Mrs. Brown, the first-nameless protagonist of playwright Chandos Fulton’s 1873 novelette, responds witheringly to the news that a friend’s daughter has wed a man of modest means. “It was a love-match, I suppose,” her friend Mrs. Campbell told her, and Mrs. Brown “did not deign a reply.”

As the plot of Fulton’s novel unfolds, Mrs. Brown meddles in her own daughter Adele’s romantic life, breaking off a would-be “love-match,” to fix Adele up with a wealthier suitor. Adele’s marriage to the moneyed fellow is an unhappy one, and a scandal breaks out when people incorrectly suspect Adele of having an affair with another man. It turns out that Adele was just lonely, and when Adele’s cold-but-wealthy husband Mr. Dick comes to understand this, he becomes an ideal husband on command. Adele Brown and her ambitious busybody mother both get a happy ending.
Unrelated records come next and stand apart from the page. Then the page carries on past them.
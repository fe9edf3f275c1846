use crate::tools::policy::PermissionPolicy;
use anyhow::Result;
use serde::{Deserialize, Serialize};
use std::path::PathBuf;

/// A named custom model entry pointing at an OpenAI-compatible endpoint.
///
/// Example in `~/.consoul/config.json` or `.consoul.json`:
/// ```json
/// {
///   "custom_models": [
///     {
///       "name": "llama3.2-local",
///       "provider": "ollama",
///       "base_url": "http://localhost:11434/v1",
///       "api_key": "",
///       "model": "llama3.2"
///     }
///   ]
/// }
/// ```
#[derive(Debug, Clone, Serialize, Deserialize)]
pub struct CustomModelEntry {
    /// Display name shown to API consumers.
    pub name: String,
    /// Provider type: `"openai"` | `"anthropic"` | `"gemini"` | `"ollama"`.
    #[serde(default = "default_entry_provider")]
    pub provider: String,
    /// Base URL for the API endpoint (OpenAI-compatible servers, Ollama, vLLM, etc.).
    pub base_url: String,
    /// API key — may be empty for local servers that don't require auth.
    #[serde(default)]
    pub api_key: String,
    /// Model identifier sent in the request (e.g. `"llama3.2"`, `"mistral"`).
    pub model: String,
}

fn default_entry_provider() -> String {
    "openai".to_string()
}

/// Redis-first with an in-memory/file fallback (§4.1). `Memory` is for tests
/// and single-process SDK usage; `File` is for single-node deployments
/// without Redis; `Redis` is the multi-tenant production default.
#[derive(Debug, Clone, Copy, PartialEq, Eq, Serialize, Deserialize)]
#[serde(rename_all = "snake_case")]
pub enum SessionStoreKind {
    Memory,
    File,
    Redis,
}

#[derive(Debug, Clone, Serialize, Deserialize)]
pub struct ConsoulConfig {
    #[serde(default = "default_model")]
    pub model: String,
    #[serde(default = "default_base_url")]
    pub base_url: String,
    #[serde(default)]
    pub api_key: String,
    #[serde(default = "default_max_turns")]
    pub max_turns: usize,

    #[serde(default = "default_store_kind")]
    pub session_store: SessionStoreKind,
    /// Used when `session_store == File`.
    #[serde(default = "default_file_store_path")]
    pub file_store_path: PathBuf,
    /// Used when `session_store == Redis`.
    #[serde(default = "default_redis_url")]
    pub redis_url: String,
    /// Seconds between reconnect attempts while Redis is unreachable; the
    /// store degrades to an in-memory cache in the meantime (§4.1).
    #[serde(default = "default_redis_reconnect_interval_secs")]
    pub redis_reconnect_interval_secs: u64,

    /// Hard context budget for trimming (§4.8), in model tokens.
    #[serde(default = "default_max_context_tokens")]
    pub max_context_tokens: usize,
    /// Tokens reserved for the model's own response; trimming keeps history
    /// under `max_context_tokens - reserve_tokens`.
    #[serde(default = "default_reserve_tokens")]
    pub reserve_tokens: usize,
    /// Above this many retained tokens, summarize instead of dropping
    /// history outright. `None` disables summarization.
    #[serde(default)]
    pub summarize_threshold_tokens: Option<usize>,

    #[serde(default)]
    pub custom_models: Vec<CustomModelEntry>,

    /// How many times to retry a failed LLM API call before giving up.
    #[serde(default = "default_max_retries")]
    pub max_retries: usize,
    /// Base delay in milliseconds for exponential backoff between retries.
    #[serde(default = "default_retry_base_delay_ms")]
    pub retry_base_delay_ms: u64,

    /// Consecutive provider failures before a circuit breaker trips open.
    #[serde(default = "default_circuit_failure_threshold")]
    pub circuit_failure_threshold: u32,
    /// Seconds a tripped circuit stays open before allowing a probe request.
    #[serde(default = "default_circuit_cool_down_secs")]
    pub circuit_cool_down_secs: u64,

    #[serde(default)]
    pub default_permission_policy: PermissionPolicy,
    /// Seconds to wait for a human approval response before denying (§4.5).
    #[serde(default = "default_approval_timeout_secs")]
    pub approval_timeout_secs: u64,

    #[serde(default = "default_audit_log_path")]
    pub audit_log_path: Option<PathBuf>,

    #[serde(default = "default_webhook_max_failures")]
    pub webhook_max_consecutive_failures: u32,
}

fn default_model() -> String {
    std::env::var("CONSOUL_MODEL").unwrap_or_else(|_| "gpt-4o".to_string())
}

fn default_base_url() -> String {
    std::env::var("CONSOUL_BASE_URL").unwrap_or_else(|_| "https://api.openai.com/v1".to_string())
}

fn default_max_turns() -> usize {
    50
}

fn default_store_kind() -> SessionStoreKind {
    if std::env::var("CONSOUL_REDIS_URL").is_ok() {
        SessionStoreKind::Redis
    } else {
        SessionStoreKind::Memory
    }
}

fn default_file_store_path() -> PathBuf {
    ConsoulConfig::resolve_path("sessions")
}

fn default_redis_url() -> String {
    std::env::var("CONSOUL_REDIS_URL").unwrap_or_else(|_| "redis://127.0.0.1:6379".to_string())
}

fn default_redis_reconnect_interval_secs() -> u64 {
    5
}

fn default_max_context_tokens() -> usize {
    128_000
}

fn default_reserve_tokens() -> usize {
    4_096
}

fn default_max_retries() -> usize {
    3
}

fn default_retry_base_delay_ms() -> u64 {
    500
}

fn default_circuit_failure_threshold() -> u32 {
    5
}

fn default_circuit_cool_down_secs() -> u64 {
    30
}

fn default_approval_timeout_secs() -> u64 {
    60
}

fn default_audit_log_path() -> Option<PathBuf> {
    None
}

fn default_webhook_max_failures() -> u32 {
    5
}

impl Default for ConsoulConfig {
    fn default() -> Self {
        Self {
            model: default_model(),
            base_url: default_base_url(),
            api_key: std::env::var("CONSOUL_API_KEY")
                .or_else(|_| std::env::var("OPENAI_API_KEY"))
                .unwrap_or_default(),
            max_turns: default_max_turns(),
            session_store: default_store_kind(),
            file_store_path: default_file_store_path(),
            redis_url: default_redis_url(),
            redis_reconnect_interval_secs: default_redis_reconnect_interval_secs(),
            max_context_tokens: default_max_context_tokens(),
            reserve_tokens: default_reserve_tokens(),
            summarize_threshold_tokens: None,
            custom_models: Vec::new(),
            max_retries: default_max_retries(),
            retry_base_delay_ms: default_retry_base_delay_ms(),
            circuit_failure_threshold: default_circuit_failure_threshold(),
            circuit_cool_down_secs: default_circuit_cool_down_secs(),
            default_permission_policy: PermissionPolicy::default(),
            approval_timeout_secs: default_approval_timeout_secs(),
            audit_log_path: default_audit_log_path(),
            webhook_max_consecutive_failures: default_webhook_max_failures(),
        }
    }
}

impl ConsoulConfig {
    /// Loads `~/.consoul/config.json`, then overlays a `.consoul.json` in the
    /// current directory if present, then fills any still-empty API key from
    /// the environment. Mirrors krabs-core's layered `KrabsConfig::load`.
    pub fn load() -> Result<Self> {
        let config_path = Self::resolve_path("config.json");

        let mut config = if config_path.exists() {
            let data = std::fs::read_to_string(&config_path)?;
            serde_json::from_str::<ConsoulConfig>(&data)?
        } else {
            ConsoulConfig::default()
        };

        if config.api_key.is_empty() {
            config.api_key = std::env::var("CONSOUL_API_KEY")
                .or_else(|_| std::env::var("OPENAI_API_KEY"))
                .unwrap_or_default();
        }

        let local_path = std::env::current_dir()
            .ok()
            .map(|d| d.join(".consoul.json"))
            .filter(|p| p.exists());

        if let Some(local) = local_path {
            let data = std::fs::read_to_string(local)?;
            let override_val: serde_json::Value = serde_json::from_str(&data)?;
            let mut base = serde_json::to_value(&config)?;
            if let (Some(base_obj), Some(over_obj)) = (base.as_object_mut(), override_val.as_object()) {
                for (k, v) in over_obj {
                    base_obj.insert(k.clone(), v.clone());
                }
            }
            config = serde_json::from_value(base)?;
        }

        Ok(config)
    }

    pub fn resolve_path(relative: &str) -> PathBuf {
        dirs::home_dir()
            .unwrap_or_else(|| PathBuf::from("."))
            .join(".consoul")
            .join(relative)
    }
}

#[cfg(test)]
mod tests {
    use super::*;

    #[test]
    fn defaults_are_internally_consistent() {
        let config = ConsoulConfig::default();
        assert!(config.reserve_tokens < config.max_context_tokens);
        assert_eq!(config.default_permission_policy, PermissionPolicy::Balanced);
    }
}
The original love-match man who broke Adele’s heart due to Mrs. Brown’s scheming in Chapter Four is never mentioned again.

Mrs. Brown’s desire for Adele to marry a wealthy man is symbolized by a status-symbol that serves as the book’s title: “A Brown Stone Front.”

Newspapers in New York City had been advertising “brown stone front” buildings for sale and rent since the 1840s. Other cities followed suit, and a “brown stone front” remained an attractive selling point in real-estate for the better part of the following century.

What was originally a cheaper and easier-cut alternative to marble and limestone became synonymous with success in America.